Holding from mid-2012 through to the present with DRIP enabled, three forces compounded against the same initial position, but in dramatically different proportions than for a typical mature dividend-grower. First, the per-share dividend grew at a high single-digit to low double-digit annual rate after the reinstatement, so the per-share figure today is many multiples of the 2012 starting amount. Second, the share count grew through DRIP, but because the starting yield was low, the share-count contribution to total return was modest — a fraction of a percent of share count added per year via reinvestment, compounded across roughly thirteen years. Third, the share price climbed by a very large multiple over the window, driven by iPhone unit economics, services-segment growth, and meaningful share repurchases reducing the count outstanding outside DRIP holders.

The illustrative outcome is heavily dominated by the share-price growth, not the dividend stream. The annual dividend income at the end of the window is many multiples of the 2012 figure in absolute dollar terms, but it remains a small percentage of the position's current value because both the per-share dividend and the share price grew — share price grew faster. AAPL is offered here as a structural illustration of a low-yield, high-growth dividend-paying technology business, not as a forecast.

Scenario 2: $50,000 today plus $500/month for 20 years

Consider a hypothetical accumulation strategy: $50,000 starting capital, plus $500 per month added on a regular cadence for 20 years, all in AAPL. The calculator on this page can model this exactly — set Initial investment to $50,000, Extra contribution to $500, Contribution frequency to Monthly, time horizon to 20 years, and leave DRIP on.

The mechanics: each month, the new $500 buys additional shares at the current price, which adds to the share count and therefore to next quarter's dividend. Each quarter, the dividend received from all accumulated shares is reinvested, adding more shares at the prevailing price. Because AAPL's starting yield is low, the share-count contribution from DRIP alone is small in any given quarter; the much larger driver of share-count growth in the projection is the monthly DCA contribution rather than the reinvested dividend. Over 20 years the DCA flow dominates the dividend reinvestment flow until very late in the projection.

What's worth focusing on in the calculator is the shape of the annual dividend column relative to the share-price-growth assumption. The first ten years show a slowly rising income line that is small relative to the position size. By year twenty, if the trailing dividend growth rate persists, the per-share dividend has compounded substantially and the annual income line has become more meaningful — but the bulk of the portfolio's value is still in the share-price column, not the income column. That is the structural argument for treating AAPL as a growth holding with a dividend feature, rather than as a primary income holding.

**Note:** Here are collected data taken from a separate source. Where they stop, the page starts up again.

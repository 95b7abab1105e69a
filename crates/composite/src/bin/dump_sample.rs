//! Walks the sample record with a navigator and prints what it decodes
//!
//! Set `RUST_LOG=trace` to see every descent and split.

use anyhow::{Context, Result};
use composite::prelude::*;
use log::info;

fn main() -> Result<()> {
    env_logger::init();

    let record = sample::record();
    let nav = Navigator::new(&record);
    info!("Loaded sample record with {} top-level elements", nav.len());

    let elements: Vec<i32> = (1..=5)
        .map(|i| nav.get_value::<i32>(&format!("ELM{}", i)))
        .collect::<Result<_, _>>()?;
    println!("ELM1..ELM5: {:?}", elements);
    println!("Repeat: {:?}", nav.get_values::<i32>("Repeat")?);

    nav.descend_single("ROOT", |root| -> Result<()> {
        root.descend_single("DSID", |dsid| -> Result<()> {
            println!(
                "DSID: RCNM={} RCID={} ENSP={} ENED={} PRED={:?}",
                dsid.get_value::<u32>("RCNM")?,
                dsid.get_value::<u32>("RCID")?,
                dsid.get_value::<u32>("ENSP")?,
                dsid.get_value::<u32>("ENED")?,
                dsid.get_value::<String>("PRED")?,
            );

            let pairs = dsid.descend_single("TEST", |test| {
                test.split(2)
                    .map(|pair| -> Result<(i32, i32)> {
                        Ok((pair.get_value("YCOO")?, pair.get_value("XCOO")?))
                    })
                    .collect::<Result<Vec<_>>>()
            })?;
            println!("TEST: {:?}", pairs);
            Ok(())
        })
        .context("Failed to decode DSID")?;

        let point = root.descend_single("PRID", |prid| {
            prid.descend_single("C2IT", |c2it| -> Result<(i32, i32)> {
                Ok((c2it.get_value("YCOO")?, c2it.get_value("XCOO")?))
            })
        })?;
        println!("PRID/C2IT: {:?}", point);

        for (index, triples) in root
            .descend_multiple("MRID", |mrid| {
                mrid.descend_single("C3IL", |c3il| {
                    c3il.split(3)
                        .map(|triple| -> Result<[i32; 3]> {
                            Ok([
                                triple.get_value("YCOO")?,
                                triple.get_value("XCOO")?,
                                triple.get_value("ZCOO")?,
                            ])
                        })
                        .collect::<Result<Vec<_>>>()
                })
            })
            .enumerate()
        {
            let triples = triples.with_context(|| format!("Failed to decode MRID #{}", index))?;
            println!("MRID #{} C3IL: {:?}", index, triples);
        }

        Ok(())
    })?;

    Ok(())
}
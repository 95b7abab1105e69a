use anyhow::Result;
use composite::{sample, Component};
use composite_navigator::{NavigationError, Navigator};
use insta::assert_snapshot;
use pretty_assertions::assert_eq;

fn coordinates(count: i32) -> Vec<Component> {
    (1..=count)
        .map(|i| Component::leaf(if i % 2 == 1 { "YCOO" } else { "XCOO" }, i))
        .collect()
}

#[test]
fn test_split_coordinate_pairs() {
    let record = sample::record();
    let nav = Navigator::new(&record);

    let pairs = nav
        .descend_single("ROOT", |root| {
            root.descend_single("DSID", |dsid| {
                dsid.descend_single("TEST", |test| {
                    test.split(2)
                        .map(|pair| -> Result<(i32, i32)> {
                            Ok((pair.get_value("YCOO")?, pair.get_value("XCOO")?))
                        })
                        .collect::<Result<Vec<_>>>()
                })
            })
        })
        .unwrap();

    assert_eq!(pairs, vec![(1, 2), (3, 4), (5, 6), (7, 8)]);
}

#[test]
fn test_split_triples_snapshot() {
    let record = sample::record();
    let root = Navigator::new(&record).child("ROOT").unwrap();

    let rendered = root
        .descend_multiple("MRID", |mrid| -> Result<String> {
            let c3il = mrid.child("C3IL")?;
            let triples = c3il
                .split(3)
                .map(|t| -> Result<String> {
                    Ok(format!(
                        "({},{},{})",
                        t.get_value::<i32>("YCOO")?,
                        t.get_value::<i32>("XCOO")?,
                        t.get_value::<i32>("ZCOO")?
                    ))
                })
                .collect::<Result<Vec<_>>>()?;
            Ok(triples.join(" "))
        })
        .take(1)
        .collect::<Result<Vec<_>>>()
        .unwrap()
        .join("\n");

    assert_snapshot!(rendered, @"(1,2,3) (4,5,6) (7,8,9) (10,11,12) (13,14,15)");
}

#[test]
fn test_split_window_scopes() {
    let scope = coordinates(8);
    let nav = Navigator::new(&scope);

    let windows: Vec<Vec<i32>> = nav
        .split(2)
        .map(|window| {
            let mut values = window.get_values::<i32>("YCOO").unwrap();
            values.extend(window.get_values::<i32>("XCOO").unwrap());
            values
        })
        .collect();
    assert_eq!(
        windows,
        vec![vec![1, 2], vec![3, 4], vec![5, 6], vec![7, 8]]
    );
}

#[test]
fn test_split_keeps_partial_last_window() {
    let scope = coordinates(7);
    let nav = Navigator::new(&scope);

    let sizes: Vec<usize> = nav.split(3).map(|w| w.len()).collect();
    assert_eq!(sizes, vec![3, 3, 1]);

    let last = nav.split(3).last().unwrap();
    assert_eq!(last.get_value::<i32>("YCOO").unwrap(), 7);
    assert_eq!(
        last.get_value::<i32>("XCOO"),
        Err(NavigationError::Multiplicity {
            name: "XCOO".to_string(),
            found: 0
        })
    );
}

#[test]
fn test_split_zero_is_empty() {
    let scope = coordinates(4);
    let nav = Navigator::new(&scope);

    assert_eq!(nav.split(0).count(), 0);
    assert_eq!(nav.split(0).len(), 0);
}

#[test]
fn test_split_larger_than_scope() {
    let scope = coordinates(3);
    let nav = Navigator::new(&scope);

    let windows: Vec<_> = nav.split(10).collect();
    assert_eq!(windows.len(), 1);
    assert_eq!(windows[0].len(), 3);
}

#[test]
fn test_split_of_empty_scope() {
    let scope: Vec<Component> = Vec::new();
    let nav = Navigator::new(&scope);

    assert_eq!(nav.split(2).count(), 0);
}

#[test]
fn test_split_is_restartable() {
    let scope = coordinates(6);
    let nav = Navigator::new(&scope);

    let mut split = nav.split(2);
    assert_eq!(split.len(), 3);
    split.next();
    let resumed = split.clone();
    assert_eq!(split.len(), 2);
    assert_eq!(resumed.count(), 2);
    assert_eq!(nav.split(2).count(), 3);
}

#[test]
fn test_split_ignores_names() {
    let scope = vec![
        Component::leaf("A", 1),
        Component::composite("B"),
        Component::leaf("A", 2),
        Component::leaf("C", 3),
    ];
    let nav = Navigator::new(&scope);

    let windows: Vec<_> = nav.split(2).collect();
    assert!(std::ptr::eq(windows[0].scope(), &scope[0..2]));
    assert!(std::ptr::eq(windows[1].scope(), &scope[2..4]));

    // Windows are full navigators: descent works inside them
    assert!(windows[0].child("B").unwrap().is_empty());
}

These scenarios assume the historical pattern of dividend growth and share-price appreciation continues at a similar rate. Real outcomes depend on Apple's future capital allocation, the trajectory of its product and services businesses, tax treatment in your specific account, and the broader path of US equity markets. Educational only; not a forecast.

Sources & methodology

Dividend history and price data come from Polygon.io's reference and aggregates endpoints. Forward yield is computed as the sum of the most recent four cash distributions divided by the previous-close share price. The dividend growth rate shown on this page is the compound annual growth rate of total annual distributions across the available history in this snapshot.

Last updated: 2026-05-15.

Information here is for educational purposes only and does not constitute investment advice. Past dividend history does not guarantee future payments. Verify all figures with the issuer or a registered financial advisor before making investment decisions.